DeepMind’s program for protein folding is called AlphaFold. In twenty-eighteen, AlphaFold got a score of almost 60% in the CASP competition, and in 2020, the update AlphaFold2 reached almost 90%.
The news made big headlines some months ago. Indeed, many news outlets claimed that AlphaFold2 solved the protein folding problem. But did it?
Critics have pointed out that 90% is still a significant failure rate and that some of the most interesting cases are the ones for which AlphaFold2 did not do well, such as complexes of proteins, called oligomers, in which several amino acids are interacting. There is also the general problem with artificial intelligences, which is that they can only learn to extract patterns from data which they’ve been trained on. This means the data has to exist in the first place. If there are entirely new functions that don’t make an appearance in the data set, they may remain undiscovered.

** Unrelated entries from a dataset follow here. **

impl ProgressEmitter {
    /// An emitter with no consumer; it only tracks the tree.
    pub fn detached(conversation_id: impl Into<String>) -> Self {
        Self {
            conversation_id: conversation_id.into(),
            tree: Mutex::new(Tree::default()),
            sender: Mutex::new(None),
            detached: AtomicBool::new(true),
            send_timeout: Duration::ZERO,
        }
    }

    pub fn conversation_id(&self) -> &str {
        &self.conversation_id
    }

    /// Create a running task under `parent` (which must already exist).
    pub async fn start(&self, id: &str, title: &str, parent: Option<&str>) -> Result<(), ProgressError> {
        let snapshot = {
            let mut tree = self.tree.lock().unwrap_or_else(|e| e.into_inner());
            if tree.closed {
                return Err(ProgressError::Closed);
            }
            if tree.tasks.contains_key(id) {
                return Err(ProgressError::DuplicateTask(id.to_string()));
            }
            if let Some(parent_id) = parent {
                let parent_task = tree
                    .tasks
                    .get_mut(parent_id)
                    .ok_or_else(|| ProgressError::UnknownTask(parent_id.to_string()))?;
                parent_task.children.push(id.to_string());
            }

            let mut task = TaskSnapshot::new(id, title, parent.map(str::to_string));
            task.status = TaskStatus::Running;
            task.started_at = Some(Utc::now());
            tree.tasks.insert(id.to_string(), task.clone());
            tree.order.push(id.to_string());
            task
        };
        self.emit(ProgressEventKind::Start, Some(snapshot), None).await;
        Ok(())
    }

    /// Attach a detail line to a running task.
    pub async fn update(&self, id: &str, detail: &str) -> Result<(), ProgressError> {
        let snapshot = {
            let mut tree = self.tree.lock().unwrap_or_else(|e| e.into_inner());
            let task = tree.open_mut(id)?;
            task.detail = Some(detail.to_string());
            task.clone()
        };
        self.emit(ProgressEventKind::Update, Some(snapshot), None).await;
        Ok(())
    }

    /// Record a metadata entry on a running task without emitting.
    pub fn annotate(&self, id: &str, key: &str, value: serde_json::Value) -> Result<(), ProgressError> {
        let mut tree = self.tree.lock().unwrap_or_else(|e| e.into_inner());
        tree.open_mut(id)?.metadata.insert(key.to_string(), value);
        Ok(())
    }

    pub async fn done(&self, id: &str, summary: &str) -> Result<(), ProgressError> {
        self.terminate(id, TaskStatus::Done, summary).await
    }

    pub async fn error(&self, id: &str, message: &str) -> Result<(), ProgressError> {
        self.terminate(id, TaskStatus::Error, message).await
    }

    async fn terminate(&self, id: &str, status: TaskStatus, summary: &str) -> Result<(), ProgressError> {
        let snapshot = {
            let mut tree = self.tree.lock().unwrap_or_else(|e| e.into_inner());
            let task = tree.open_mut(id)?;
            task.status = status;
            task.summary = Some(summary.to_string());
            task.completed_at = Some(Utc::now());
            task.clone()
        };
        let kind = match status {
            TaskStatus::Error => ProgressEventKind::Error,
            _ => ProgressEventKind::Done,
        };
        self.emit(kind, Some(snapshot), None).await;
        Ok(())
    }

    /// Stream final answer text ahead of the closing event.
    pub async fn chunk(&self, content: &str) -> Result<(), ProgressError> {
        if self.tree.lock().unwrap_or_else(|e| e.into_inner()).closed {
            return Err(ProgressError::Closed);
        }
        self.emit(ProgressEventKind::Chunk, None, Some(content.to_string())).await;
        Ok(())
    }

    /// Close every open task as done, then send the final event and
    /// close the stream.
    pub async fn finish(&self) -> Result<(), ProgressError> {
        self.close_open(TaskStatus::Done, DEFAULT_SUMMARY).await;
        self.seal("Complete", None).await
    }

    /// Close every open task as failed, then send the final event and
    /// close the stream.
    pub async fn fail(&self, message: &str) -> Result<(), ProgressError> {
        self.close_open(TaskStatus::Error, message).await;
        self.seal("Complete", Some(message)).await
    }

    async fn close_open(&self, status: TaskStatus, summary: &str) {
        // Newest first so children close before their parents.
        let open: Vec<String> = {
            let tree = self.tree.lock().unwrap_or_else(|e| e.into_inner());
            tree.order
                .iter()
                .rev()
                .filter(|id| tree.tasks.get(*id).is_some_and(|t| !t.status.is_terminal()))
                .cloned()
                .collect()
        };
        for id in open {
            let _ = self.terminate(&id, status, summary).await;
        }
    }

    async fn seal(&self, title: &str, error: Option<&str>) -> Result<(), ProgressError> {
        {
            let mut tree = self.tree.lock().unwrap_or_else(|e| e.into_inner());
            if tree.closed {
                return Err(ProgressError::Closed);
            }
            tree.closed = true;
        }
        let mut marker = TaskSnapshot::new(DONE_TASK_ID, title, None);
        marker.status = if error.is_some() { TaskStatus::Error } else { TaskStatus::Done };
        marker.summary = error.map(str::to_string);
        marker.completed_at = Some(Utc::now());
        self.deliver(ProgressEventKind::DoneFinal, Some(marker), None, FINAL_EVENT_ATTEMPTS)
            .await;

        // Dropping the last sender ends the consumer's stream.
        self.sender.lock().unwrap_or_else(|e| e.into_inner()).take();
        Ok(())
    }

    pub fn is_closed(&self) -> bool {
        self.tree.lock().unwrap_or_else(|e| e.into_inner()).closed
    }

    pub fn task(&self, id: &str) -> Option<TaskSnapshot> {
        self.tree
            .lock()
            .unwrap_or_else(|e| e.into_inner())
            .tasks
            .get(id)
            .cloned()
    }

    /// Every task tree rooted at a parentless task, in start order.
    pub fn task_tree(&self) -> Vec<TaskTree> {
        let tree = self.tree.lock().unwrap_or_else(|e| e.into_inner());
        tree.order
            .iter()
            .filter_map(|id| tree.tasks.get(id))
            .filter(|t| t.parent_id.is_none())
            .map(|root| build_subtree(&tree.tasks, root))
            .collect()
    }

    /// Run `work` inside a task: done with [`DEFAULT_SUMMARY`] on `Ok`,
    /// error with the message on `Err`.
    pub async fn scope<F, T, E>(&self, id: &str, title: &str, parent: Option<&str>, work: F) -> Result<T, E>
    where
        F: Future<Output = Result<T, E>>,
        E: Display,
    {
        if let Err(e) = self.start(id, title, parent).await {
            warn!(task = %id, error = %e, "Could not start progress task");
        }
        let result = work.await;
        let closed = match &result {
            Ok(_) => self.done(id, DEFAULT_SUMMARY).await,
            Err(e) => self.error(id, &e.to_string()).await,
        };
        if let Err(e) = closed {
            debug!(task = %id, error = %e, "Progress task was not open at scope end");
        }
        result
    }

    async fn emit(&self, event: ProgressEventKind, task: Option<TaskSnapshot>, content: Option<String>) {
        self.deliver(event, task, content, 1).await;
    }

    async fn deliver(
        &self,
        event: ProgressEventKind,
        task: Option<TaskSnapshot>,
        content: Option<String>,
        attempts: u32,
    ) {
        if self.detached.load(Ordering::Relaxed) {
            return;
        }
        let Some(sender) = self.sender.lock().unwrap_or_else(|e| e.into_inner()).clone() else {
            return;
        };
        let mut event = ProgressEvent {
            event,
            timestamp: Utc::now(),
            conversation_id: self.conversation_id.clone(),
            task,
            content,
        };
        for attempt in 1..=attempts.max(1) {
            match sender.send_timeout(event, self.send_timeout).await {
                Ok(()) => return,
                Err(SendTimeoutError::Closed(_)) => {
                    debug!(conversation_id = %self.conversation_id, "Progress consumer went away, detaching");
                    self.detached.store(true, Ordering::Relaxed);
                    return;
                }
                Err(SendTimeoutError::Timeout(pending)) if attempt < attempts => {
                    debug!(
                        conversation_id = %self.conversation_id,
                        event = pending.event_type(),
                        attempt,
                        "Progress consumer is slow, retrying"
                    );
                    event = pending;
                }
                Err(SendTimeoutError::Timeout(dropped)) => {
                    warn!(
                        conversation_id = %self.conversation_id,
                        event = dropped.event_type(),
                        "Progress consumer is not keeping up, dropped event"
                    );
                    return;
                }
            }
        }
    }
}
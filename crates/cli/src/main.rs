//! OpsClaw CLI: the main entry point.
//!
//! Commands:
//! - `chat`: Interactive or single-message chat
//! - `serve`: Start the HTTP gateway
//! - `operations`: List the operations a caller may use
//! - `config`: Show, initialize, or validate configuration
//! - `logic`: Manage logic versions

use clap::{Parser, Subcommand};
use std::path::PathBuf;

mod commands;

#[derive(Parser)]
#[command(
    name = "opsclaw",
    about = "OpsClaw — operations assistant with confirm-before-execute tooling",
    version
)]
struct Cli {
    #[command(subcommand)]
    command: Commands,

    /// Enable verbose logging
    #[arg(short, long, global = true)]
    verbose: bool,

    /// Emit logs as JSON lines
    #[arg(long, global = true)]
    log_json: bool,

    /// Config file (defaults to ~/.opsclaw/config.toml)
    #[arg(long, global = true, env = "OPSCLAW_CONFIG")]
    config: Option<PathBuf>,
}

#[derive(Subcommand)]
enum Commands {
    /// Chat with the assistant
    Chat(commands::chat::ChatArgs),

    /// Start the HTTP gateway
    Serve {
        /// Override the port
        #[arg(short, long)]
        port: Option<u16>,
    },

    /// List operations available to a set of roles
    Operations {
        /// Roles to list for (comma-separated)
        #[arg(long, value_delimiter = ',')]
        roles: Vec<String>,
    },

    /// Configuration management
    #[command(subcommand)]
    Config(commands::config_cmd::ConfigCommand),

    /// Logic version management
    #[command(subcommand)]
    Logic(commands::logic::LogicCommand),
}

#[tokio::main]
async fn main() -> anyhow::Result<()> {
    let cli = Cli::parse();

    // Initialize tracing
    let filter = if cli.verbose { "debug" } else { "info" };
    let env_filter = tracing_subscriber::EnvFilter::try_from_default_env()
        .unwrap_or_else(|_| tracing_subscriber::EnvFilter::new(filter));
    if cli.log_json {
        tracing_subscriber::fmt()
            .json()
            .with_env_filter(env_filter)
            .with_writer(std::io::stderr)
            .init();
    } else {
        tracing_subscriber::fmt()
            .with_env_filter(env_filter)
            .with_target(false)
            .with_writer(std::io::stderr)
            .init();
    }

    let config_path = cli.config.as_deref();
    match cli.command {
        Commands::Chat(args) => commands::chat::run(config_path, args).await?,
        Commands::Serve { port } => commands::serve::run(config_path, port).await?,
        Commands::Operations { roles } => commands::operations::run(config_path, roles).await?,
        Commands::Config(cmd) => commands::config_cmd::run(config_path, cmd)?,
        Commands::Logic(cmd) => commands::logic::run(config_path, cmd).await?,
    }

    Ok(())
}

But well. I sense a certain grumpiness here of people who are afraid they’ll be rendered obsolete by software. It’s certainly true that the AlphaFold’s 2020 success won’t be the end of the story. Much needs to be done, and of course one still needs data, meaning measurements, to train artificial intelligence on.
Still I think this is a remarkable achievement and amazing progress. It means that, in the future, protein folding predictions by artificially intelligent software may save scientists much time-consuming and expensive experiments. This could help researchers to develop proteins that have specific functions. Some that are on the wish-list, for example, are proteins to stimulate the immune system to fight cancer, a universal flu vaccine, or proteins that breaking down plastics.